**TASK**
Select, from the data, each line where "format" occurs.

*** Opening of RECORD EXTRACTS ***

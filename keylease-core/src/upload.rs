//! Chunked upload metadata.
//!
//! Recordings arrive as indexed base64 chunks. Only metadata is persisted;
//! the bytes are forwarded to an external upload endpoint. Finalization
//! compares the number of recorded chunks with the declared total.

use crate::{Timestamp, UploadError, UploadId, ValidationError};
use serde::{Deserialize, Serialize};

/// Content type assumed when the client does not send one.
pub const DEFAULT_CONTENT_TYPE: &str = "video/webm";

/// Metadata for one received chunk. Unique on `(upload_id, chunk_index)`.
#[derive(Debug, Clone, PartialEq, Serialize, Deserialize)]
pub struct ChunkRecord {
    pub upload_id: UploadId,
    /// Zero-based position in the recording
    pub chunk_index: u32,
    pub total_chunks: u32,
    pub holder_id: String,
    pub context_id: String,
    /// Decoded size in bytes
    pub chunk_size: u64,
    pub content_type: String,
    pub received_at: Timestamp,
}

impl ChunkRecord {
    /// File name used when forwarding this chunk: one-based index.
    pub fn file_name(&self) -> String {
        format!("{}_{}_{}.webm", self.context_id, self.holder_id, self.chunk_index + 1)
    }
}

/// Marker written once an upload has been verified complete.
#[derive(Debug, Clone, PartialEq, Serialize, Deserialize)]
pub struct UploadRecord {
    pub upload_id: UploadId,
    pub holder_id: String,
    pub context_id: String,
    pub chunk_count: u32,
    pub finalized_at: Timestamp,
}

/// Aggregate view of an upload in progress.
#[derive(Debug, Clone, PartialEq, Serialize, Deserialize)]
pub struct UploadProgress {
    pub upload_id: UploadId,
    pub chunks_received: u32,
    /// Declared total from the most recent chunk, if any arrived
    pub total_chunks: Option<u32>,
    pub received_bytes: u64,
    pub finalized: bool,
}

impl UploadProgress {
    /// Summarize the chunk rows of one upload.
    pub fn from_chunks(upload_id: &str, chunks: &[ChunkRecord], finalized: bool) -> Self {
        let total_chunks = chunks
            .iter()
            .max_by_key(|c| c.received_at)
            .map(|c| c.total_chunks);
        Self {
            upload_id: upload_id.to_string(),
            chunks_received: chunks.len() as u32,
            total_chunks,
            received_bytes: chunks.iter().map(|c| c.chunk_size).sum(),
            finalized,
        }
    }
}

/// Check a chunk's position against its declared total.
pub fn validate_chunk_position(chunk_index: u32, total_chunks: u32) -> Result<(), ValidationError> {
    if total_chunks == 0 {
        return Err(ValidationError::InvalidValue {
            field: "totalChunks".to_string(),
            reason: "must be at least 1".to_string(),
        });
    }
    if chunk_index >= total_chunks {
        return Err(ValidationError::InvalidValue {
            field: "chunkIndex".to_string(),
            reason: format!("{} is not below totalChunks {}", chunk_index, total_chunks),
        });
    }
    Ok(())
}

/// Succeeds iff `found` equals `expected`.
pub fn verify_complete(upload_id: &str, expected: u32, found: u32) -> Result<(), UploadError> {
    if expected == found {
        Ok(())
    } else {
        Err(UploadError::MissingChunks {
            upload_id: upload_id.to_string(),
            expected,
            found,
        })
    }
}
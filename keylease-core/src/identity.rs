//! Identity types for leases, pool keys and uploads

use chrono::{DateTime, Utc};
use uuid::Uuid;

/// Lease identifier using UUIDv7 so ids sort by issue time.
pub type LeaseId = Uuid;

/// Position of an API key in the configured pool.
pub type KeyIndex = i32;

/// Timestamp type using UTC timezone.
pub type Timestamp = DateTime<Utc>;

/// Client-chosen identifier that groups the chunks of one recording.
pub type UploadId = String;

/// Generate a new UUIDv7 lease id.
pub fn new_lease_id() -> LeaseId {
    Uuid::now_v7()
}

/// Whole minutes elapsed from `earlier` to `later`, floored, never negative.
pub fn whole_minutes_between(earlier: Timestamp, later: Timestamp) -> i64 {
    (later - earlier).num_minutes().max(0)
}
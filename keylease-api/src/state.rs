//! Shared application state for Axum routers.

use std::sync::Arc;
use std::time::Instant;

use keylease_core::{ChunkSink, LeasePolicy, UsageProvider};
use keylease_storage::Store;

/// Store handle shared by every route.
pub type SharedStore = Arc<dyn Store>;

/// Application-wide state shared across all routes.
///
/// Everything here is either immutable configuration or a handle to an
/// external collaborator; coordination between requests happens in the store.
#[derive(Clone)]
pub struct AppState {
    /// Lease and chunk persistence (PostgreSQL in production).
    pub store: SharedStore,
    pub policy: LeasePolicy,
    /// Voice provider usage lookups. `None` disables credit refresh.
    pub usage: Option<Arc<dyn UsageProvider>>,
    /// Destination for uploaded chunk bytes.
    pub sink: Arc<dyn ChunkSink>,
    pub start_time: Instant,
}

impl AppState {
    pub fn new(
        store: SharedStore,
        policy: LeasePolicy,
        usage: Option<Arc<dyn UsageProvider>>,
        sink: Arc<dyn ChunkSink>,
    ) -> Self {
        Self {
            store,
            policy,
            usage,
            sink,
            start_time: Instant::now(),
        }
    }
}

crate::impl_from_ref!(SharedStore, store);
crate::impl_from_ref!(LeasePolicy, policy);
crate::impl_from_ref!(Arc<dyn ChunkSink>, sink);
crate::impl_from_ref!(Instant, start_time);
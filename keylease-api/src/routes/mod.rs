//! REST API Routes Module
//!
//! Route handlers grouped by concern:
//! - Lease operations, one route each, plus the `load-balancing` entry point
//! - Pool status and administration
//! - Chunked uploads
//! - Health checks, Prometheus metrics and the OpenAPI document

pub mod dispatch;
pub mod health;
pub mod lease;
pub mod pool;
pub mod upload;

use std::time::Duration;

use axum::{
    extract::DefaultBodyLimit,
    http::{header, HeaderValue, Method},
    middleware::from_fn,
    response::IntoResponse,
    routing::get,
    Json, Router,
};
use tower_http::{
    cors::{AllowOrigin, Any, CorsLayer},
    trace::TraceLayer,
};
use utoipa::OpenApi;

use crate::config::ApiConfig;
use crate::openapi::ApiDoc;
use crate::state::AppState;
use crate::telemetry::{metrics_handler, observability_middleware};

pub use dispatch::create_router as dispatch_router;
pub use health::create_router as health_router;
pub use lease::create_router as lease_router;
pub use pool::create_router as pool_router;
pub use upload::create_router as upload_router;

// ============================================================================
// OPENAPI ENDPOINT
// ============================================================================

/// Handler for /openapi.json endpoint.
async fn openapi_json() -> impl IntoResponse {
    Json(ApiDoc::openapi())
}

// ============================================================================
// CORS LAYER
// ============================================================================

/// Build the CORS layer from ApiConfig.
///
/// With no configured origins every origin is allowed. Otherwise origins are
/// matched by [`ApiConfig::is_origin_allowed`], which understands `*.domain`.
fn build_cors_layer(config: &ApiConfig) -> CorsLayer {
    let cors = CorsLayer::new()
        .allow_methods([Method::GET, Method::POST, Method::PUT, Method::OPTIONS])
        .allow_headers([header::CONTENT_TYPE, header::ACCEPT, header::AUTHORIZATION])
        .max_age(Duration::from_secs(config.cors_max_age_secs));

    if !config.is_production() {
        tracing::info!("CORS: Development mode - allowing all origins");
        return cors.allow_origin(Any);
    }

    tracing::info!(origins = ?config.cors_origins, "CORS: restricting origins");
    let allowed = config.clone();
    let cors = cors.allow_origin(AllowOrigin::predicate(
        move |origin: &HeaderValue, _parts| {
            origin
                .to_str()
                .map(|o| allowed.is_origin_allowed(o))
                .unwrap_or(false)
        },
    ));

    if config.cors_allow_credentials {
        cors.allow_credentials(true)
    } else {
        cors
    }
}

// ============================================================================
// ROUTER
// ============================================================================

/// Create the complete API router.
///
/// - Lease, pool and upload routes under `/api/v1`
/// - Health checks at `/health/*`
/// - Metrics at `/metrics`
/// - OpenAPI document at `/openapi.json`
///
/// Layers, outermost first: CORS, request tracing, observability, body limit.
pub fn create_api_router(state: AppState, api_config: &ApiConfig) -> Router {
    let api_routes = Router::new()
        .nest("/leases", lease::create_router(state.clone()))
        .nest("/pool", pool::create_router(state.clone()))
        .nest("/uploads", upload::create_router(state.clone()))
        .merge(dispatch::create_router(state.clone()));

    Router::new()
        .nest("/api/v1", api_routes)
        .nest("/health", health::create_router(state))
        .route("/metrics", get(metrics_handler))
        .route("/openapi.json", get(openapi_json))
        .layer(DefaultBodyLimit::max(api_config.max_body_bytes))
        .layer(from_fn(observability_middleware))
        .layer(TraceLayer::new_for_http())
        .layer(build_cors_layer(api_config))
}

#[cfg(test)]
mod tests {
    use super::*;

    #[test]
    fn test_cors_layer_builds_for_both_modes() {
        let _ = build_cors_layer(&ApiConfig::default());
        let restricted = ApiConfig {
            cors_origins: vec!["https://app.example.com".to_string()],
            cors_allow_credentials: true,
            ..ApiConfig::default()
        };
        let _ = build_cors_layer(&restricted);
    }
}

*** Close of RECORD EXTRACTS ***

**COMPLETED TASK**
        format!("{}_{}_{}.webm", self.context_id, self.holder_id, self.chunk_index + 1)
            reason: format!("{} is not below totalChunks {}", chunk_index, total_chunks),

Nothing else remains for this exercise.